Lo que atraviesan las aerolíneas, con gran parte del mundo confinado debido al coronavirus, es totalmente distinto a cualquier otra crisis que enfrentó. La pregunta que ahora se plantea es cómo y cuánto tendrá que cambiar el transporte aéreo como resultado de esta pandemia.

Desde que comenzó el confinamiento global el número de vuelos diarios cayó casi 90% en algunas regiones y casi todo el tráfico de pasajeros está suspendido. Y tal como declaró Alexandre de Juniac, presidente ejecutivo de IATA, la Asociacion Internacional de Transporte Aéreo, “el impacto ha sido mucho más severo que cualquier otra cosa que hayamos experimentado”.

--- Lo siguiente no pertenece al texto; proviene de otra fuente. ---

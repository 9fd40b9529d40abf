//! Token system for the srcview lexer
//!
//! Tokens arrive from an external primitive lexer as `{kind, text, line,
//! offset}` records. This module provides the token model and the cache the
//! scanner reads them through.
//!
//! ## Key Components
//!
//! - **[`TokenKind`]** - Closed set of lexer token names plus the atom-only
//!   kinds (`LINE_BREAK`, `CAST_TYPE`, `ATTRIBUTE_MARKER`) introduced by
//!   atomization
//! - **[`Token`]** - One immutable token with its line and byte offset
//! - **[`TokenCache`]** - Yielded history plus a lookahead queue, atomizing
//!   lazily as tokens are pulled
//! - **[`TokenWindow`]** - Lookbehind / lookahead access used by the
//!   classifier and the builder stack
//!
//! ## Position invariant
//!
//! Two consecutive tokens are adjacent when the second starts at the byte
//! right after the first one ends. Atomization preserves this for every split,
//! so offsets in the refined stream can be mapped straight back to the source.

pub mod cache;
pub mod token;

pub use cache::{TokenCache, TokenWindow};
pub use token::{BracketFamily, BracketRole, Token, TokenKind};

pub use crate::utils::{Position, Span};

En América Latina, cuyos aeropuertos y aerolíneas emplean a unas 430.000 personas, “el tráfico aéreo prácticamente ha desaparecido”, le dijo a BBC Mundo Rafael Echevarne, director de la división para América Latina y el Caribe del Consejo Internacional de Aeropuertos (ACI-LAC).

“En la última semana de marzo hubo una reducción del tráfico aéreo de 90%. Y si se excluye a Brasil, México y Chile, que son los únicos países con alguna actividad de vuelos domésticos, la caída fue del 97%.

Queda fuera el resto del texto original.